Border bill backers seek boost in enforcement provisions

Proposed amendment will include jail time for immigrants who enter the country illegally or overstay temporary visas after the measure is enacted.

Senate negotiators of a compromise immigration bill are writing a catchall amendment, sponsored by Sen. Lindsey Graham, R-S.C., to bolster enforcement provisions of the bill, including a more robust "touchback" requirement for illegal immigrants.

Republicans outside the negotiating team are asking that Graham's amendment, as well as a few others, get a floor vote before a cloture is attempted on the bill. "If they want the bill to have a chance, that's what has to happen," said Sen. Richard Burr, R-N.C., who said he is willing to vote for the first cloture motion to proceed to the bill to allow the amendment process to begin.

Burr left open the possibility he would vote for the second cloture motion, which would ensure a final vote on the bill, if the bill is improved from his perspective by the amendments.

In addition to a new touchback requirement for illegal immigrants, negotiator Sen. Mel Martinez, R-Fla., said the Graham amendment will include jail time for immigrants who enter the country illegally or overstay temporary visas after the measure is enacted.

The amendment also will tweak the 200,000 annual cap on the guestworker program to allow more of them into the country by exempting workers who are returning for a second time. If negotiators are able to hammer out a deal on the H-1B program, that language also will be included in the Graham amendment.

Burr said he wants the new touchback provision in Graham's amendment to require all illegal immigrants in the country to return to their home countries before they apply for a "Z" visa. Sen. Kay Bailey Hutchison, R-Texas, is seeking a vote on a similar amendment to require those touchbacks to occur within two years.

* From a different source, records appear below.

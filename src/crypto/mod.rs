//! Symmetric encryption, nonce generation, and constant-time comparison.

use std::fmt;
use std::num::NonZeroU32;

use base64::{engine::general_purpose::URL_SAFE_NO_PAD, Engine};
use ring::aead::{self, Aad, LessSafeKey, Nonce, UnboundKey};
use ring::pbkdf2;
use ring::rand::{SecureRandom, SystemRandom};
use subtle::ConstantTimeEq;

use crate::config::ConfigProvider;
use crate::error::{GrantError, Result};

const KEY_LEN: usize = 32;
const MIN_SALT_LEN: usize = 8;
const PBKDF2_ITERATIONS: NonZeroU32 = match NonZeroU32::new(100_000) {
    Some(iterations) => iterations,
    None => panic!("PBKDF2 iteration count must be non-zero"),
};

/// Symmetric encryption of opaque payloads.
pub trait EncryptionProvider: Send + Sync {
    /// Whether the provider holds usable key material.
    fn is_valid(&self) -> bool;

    fn encrypt(&self, plaintext: &[u8]) -> Result<Vec<u8>>;

    /// Fails with [`GrantError::Decryption`] on tampered or foreign ciphertext.
    fn decrypt(&self, ciphertext: &[u8]) -> Result<Vec<u8>>;
}

/// AES-256-GCM with a PBKDF2-HMAC-SHA256 derived key.
///
/// Ciphertext layout is `nonce (12 bytes) || sealed payload || tag`.
///
/// # Example
/// ```
/// use grantline::crypto::{AesGcmEncryption, EncryptionProvider};
///
/// let enc = AesGcmEncryption::new(b"client-secret", b"asYh&%D9ne!j8HKQ");
/// let sealed = enc.encrypt(b"/after-login")?;
/// assert_eq!(enc.decrypt(&sealed)?, b"/after-login");
/// # Ok::<(), grantline::error::GrantError>(())
/// ```
pub struct AesGcmEncryption {
    key: [u8; KEY_LEN],
    valid: bool,
    rng: SystemRandom,
}

impl AesGcmEncryption {
    pub fn new(secret: &[u8], salt: &[u8]) -> Self {
        let mut key = [0u8; KEY_LEN];
        pbkdf2::derive(
            pbkdf2::PBKDF2_HMAC_SHA256,
            PBKDF2_ITERATIONS,
            salt,
            secret,
            &mut key,
        );
        Self {
            key,
            valid: !secret.is_empty() && salt.len() >= MIN_SALT_LEN,
            rng: SystemRandom::new(),
        }
    }

    /// Key the cipher with the client secret and the configured salt.
    pub fn from_config(config: &dyn ConfigProvider) -> Self {
        Self::new(
            config.client_secret().as_bytes(),
            config.encryption_salt().as_bytes(),
        )
    }

    fn sealing_key(&self) -> Result<LessSafeKey> {
        let unbound = UnboundKey::new(&aead::AES_256_GCM, &self.key)
            .map_err(|_| GrantError::SecurityConfiguration("invalid AES key".to_string()))?;
        Ok(LessSafeKey::new(unbound))
    }
}

impl fmt::Debug for AesGcmEncryption {
    fn fmt(&self, f: &mut fmt::Formatter<'_>) -> fmt::Result {
        f.debug_struct("AesGcmEncryption")
            .field("key", &"..")
            .field("valid", &self.valid)
            .finish()
    }
}

impl EncryptionProvider for AesGcmEncryption {
    fn is_valid(&self) -> bool {
        self.valid
    }

    fn encrypt(&self, plaintext: &[u8]) -> Result<Vec<u8>> {
        let key = self.sealing_key()?;
        let mut nonce_bytes = [0u8; aead::NONCE_LEN];
        self.rng
            .fill(&mut nonce_bytes)
            .map_err(|_| GrantError::SecurityConfiguration("system RNG unavailable".to_string()))?;

        let mut in_out = plaintext.to_vec();
        key.seal_in_place_append_tag(
            Nonce::assume_unique_for_key(nonce_bytes),
            Aad::empty(),
            &mut in_out,
        )
        .map_err(|_| GrantError::SecurityConfiguration("encryption failed".to_string()))?;

        Ok([nonce_bytes.as_slice(), in_out.as_slice()].concat())
    }

    fn decrypt(&self, ciphertext: &[u8]) -> Result<Vec<u8>> {
        if ciphertext.len() < aead::NONCE_LEN + aead::AES_256_GCM.tag_len() {
            return Err(GrantError::Decryption("ciphertext too short".to_string()));
        }
        let key = self.sealing_key()?;
        let (nonce_bytes, sealed) = ciphertext.split_at(aead::NONCE_LEN);
        let nonce = Nonce::try_assume_unique_for_key(nonce_bytes)
            .map_err(|_| GrantError::Decryption("invalid nonce".to_string()))?;

        let mut in_out = sealed.to_vec();
        let plaintext = key
            .open_in_place(nonce, Aad::empty(), &mut in_out)
            .map_err(|_| GrantError::Decryption("ciphertext failed authentication".to_string()))?;
        Ok(plaintext.to_vec())
    }
}

/// Compare two byte strings without leaking the position of the first difference.
pub fn constant_time_eq(a: &[u8], b: &[u8]) -> bool {
    a.ct_eq(b).into()
}

/// 32 random bytes, base64url without padding.
pub fn random_token() -> Result<String> {
    let mut bytes = [0u8; 32];
    SystemRandom::new()
        .fill(&mut bytes)
        .map_err(|_| GrantError::SecurityConfiguration("system RNG unavailable".to_string()))?;
    Ok(URL_SAFE_NO_PAD.encode(bytes))
}
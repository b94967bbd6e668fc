//! Key/value storage for nonces, device codes, and tokens.
//!
//! Two slots consume this trait: plain storage (CSRF nonces, may live in a
//! client-visible cookie) and secure storage (tokens and device codes, must
//! report [`StorageProvider::is_confidential`]).

pub mod cookie;
pub mod file;
pub mod memory;

pub use cookie::{CookieStorage, SecureCookieStorage, SetCookie};
pub use file::{FileStorage, FileStorageConfig};
pub use memory::MemoryStorage;

use std::time::Duration;

use chrono::{DateTime, Utc};
use serde::{Deserialize, Serialize};

use crate::crypto::constant_time_eq;
use crate::error::Result;

/// Storage abstraction shared by the plain and the secure slot.
pub trait StorageProvider: Send + Sync {
    /// Write `value` under `key`, replacing any prior value. `ttl = None` never expires.
    fn set(&self, key: &str, value: &str, ttl: Option<Duration>) -> Result<()>;

    /// Read a live value. Expired entries read as absent.
    fn get(&self, key: &str) -> Result<Option<String>>;

    fn remove(&self, key: &str) -> Result<()>;

    /// Constant-time check that the stored value equals `value`.
    ///
    /// Absent keys compare unequal.
    fn compare(&self, key: &str, value: &str) -> Result<bool> {
        Ok(match self.get(key)? {
            Some(stored) => constant_time_eq(stored.as_bytes(), value.as_bytes()),
            None => false,
        })
    }

    /// Whether values are confidential at rest (unreadable by the end user).
    fn is_confidential(&self) -> bool;
}

/// A stored value with its optional expiry.
#[derive(Debug, Clone, Serialize, Deserialize)]
pub(crate) struct Entry {
    pub value: String,
    pub expires_at: Option<DateTime<Utc>>,
}

impl Entry {
    pub fn new(value: &str, ttl: Option<Duration>) -> Self {
        Self {
            value: value.to_string(),
            expires_at: ttl.and_then(expiry_from_ttl),
        }
    }

    pub fn is_live(&self, now: DateTime<Utc>) -> bool {
        self.expires_at.map(|at| at > now).unwrap_or(true)
    }
}

/// `None` when the deadline does not fit in a timestamp; such values never expire.
pub(crate) fn expiry_from_ttl(ttl: Duration) -> Option<DateTime<Utc>> {
    let ttl = chrono::Duration::from_std(ttl).ok()?;
    Utc::now().checked_add_signed(ttl)
}

#[cfg(test)]
mod tests {
    use super::*;

    #[test]
    fn entry_without_ttl_never_expires() {
        let entry = Entry::new("v", None);
        assert!(entry.is_live(Utc::now() + chrono::Duration::days(3650)));
    }

    #[test]
    fn entry_expires_after_ttl() {
        let entry = Entry::new("v", Some(Duration::from_secs(60)));
        assert!(entry.is_live(Utc::now()));
        assert!(!entry.is_live(Utc::now() + chrono::Duration::seconds(61)));
    }

    #[test]
    fn absurd_ttl_saturates_to_no_expiry() {
        assert!(expiry_from_ttl(Duration::from_secs(u64::MAX)).is_none());
    }
}
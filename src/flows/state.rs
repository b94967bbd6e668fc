//! The `nonce:payload` state parameter.

use std::fmt;

use base64::{engine::general_purpose::URL_SAFE_NO_PAD, Engine};

use crate::crypto::{random_token, EncryptionProvider};
use crate::error::{GrantError, Result, StateViolation};

const SEPARATOR: char = ':';

/// State round-tripped through the authorization server.
///
/// `nonce` is checked against storage; `payload` is base64url ciphertext of
/// application data and therefore never contains the separator.
#[derive(Debug, Clone, PartialEq, Eq)]
pub struct StateToken {
    nonce: String,
    payload: String,
}

impl StateToken {
    /// Fresh nonce plus `payload` sealed with `encryption`.
    pub fn seal(payload: &[u8], encryption: &dyn EncryptionProvider) -> Result<Self> {
        let sealed = encryption.encrypt(payload)?;
        Ok(Self {
            nonce: random_token()?,
            payload: URL_SAFE_NO_PAD.encode(sealed),
        })
    }

    /// Split a returned state on its first colon.
    pub fn parse(raw: &str) -> Result<Self> {
        match raw.split_once(SEPARATOR) {
            Some((nonce, payload)) if !nonce.is_empty() && !payload.is_empty() => Ok(Self {
                nonce: nonce.to_string(),
                payload: payload.to_string(),
            }),
            _ => Err(GrantError::StateIntegrity(StateViolation::MissingSeparator)),
        }
    }

    pub fn nonce(&self) -> &str {
        &self.nonce
    }

    /// Decrypt the application payload.
    pub fn open(&self, encryption: &dyn EncryptionProvider) -> Result<Vec<u8>> {
        let sealed = URL_SAFE_NO_PAD
            .decode(self.payload.as_bytes())
            .map_err(|_| GrantError::Decryption("state payload is not valid base64".to_string()))?;
        encryption.decrypt(&sealed)
    }
}

impl fmt::Display for StateToken {
    fn fmt(&self, f: &mut fmt::Formatter<'_>) -> fmt::Result {
        write!(f, "{}{SEPARATOR}{}", self.nonce, self.payload)
    }
}
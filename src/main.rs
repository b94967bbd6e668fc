//! grantline CLI binary entry point.

use grantline::cli::auth::{self, CliContext};
use grantline::cli::{Cli, Commands};
use tracing_subscriber::EnvFilter;

#[tokio::main]
async fn main() {
    tracing_subscriber::fmt()
        .with_env_filter(
            EnvFilter::try_from_default_env().unwrap_or_else(|_| EnvFilter::new("warn")),
        )
        .with_writer(std::io::stderr)
        .init();

    let cli = Cli::parse_args();
    let ctx = CliContext::new(cli.storage_dir, cli.config);

    let result = match cli.command {
        Commands::Device(args) => auth::handle_device(&ctx, &args.scopes).await,
        Commands::Authorize(args) => auth::handle_authorize(
            &ctx,
            &args.scope.scopes,
            args.session.as_deref(),
            args.payload.as_deref(),
        ),
        Commands::Callback(args) => {
            auth::handle_callback(&ctx, &args.code, &args.state, &args.session).await
        }
        Commands::Logout => auth::handle_logout(&ctx),
    };

    if let Err(e) = result {
        eprintln!("Error: {e}");
        std::process::exit(1);
    }
}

Burr said Graham's touchback provision would allow illegal workers to have a provisional visa while background checks are being conducted. "I believe the provisional period can be whatever length of time it takes to fully vet all these people that they are who they say they are. Does their employment record check out? Does their law enforcement record check out? It doesn't entitle them to anything except the ability to apply" for a Z visa, he said.

The touchback provision is emerging as a component critical to attracting support from Republicans like Burr who are wary about the legalization provisions in the bill. Negotiators, for their part, are backing away from labeling any amendments as deal-breakers, knowing that opponents will vote for them to kill the bill. If one of the "killer amendments" passes next week, an alternate strategy for supporters would be to allow another deal-breaker from the other party to pass.

"If this bill goes down because it isn't this or it isn't that, the greater good of the bill will be lost," said Sen. Dianne Feinstein, D-Calif., one of the negotiators.

With a cloture motion approved Thursday afternoon on an energy bill, debate on the immigration bill is virtually assured to be pushed into next week. Senate Judiciary Immigration Subcommittee Chairman Edward Kennedy, D-Mass., said Thursday he now expects the first cloture vote on the immigration bill to occur Tuesday.

Depending on how the amendment process develops, the immigration debate could spill into the weekend before the July Fourth recess. Several Republicans who avidly object to the bill have vowed to use every procedural tactic available to them to stop the bill from moving forward, which could slow the debate, but not foreclose final passage.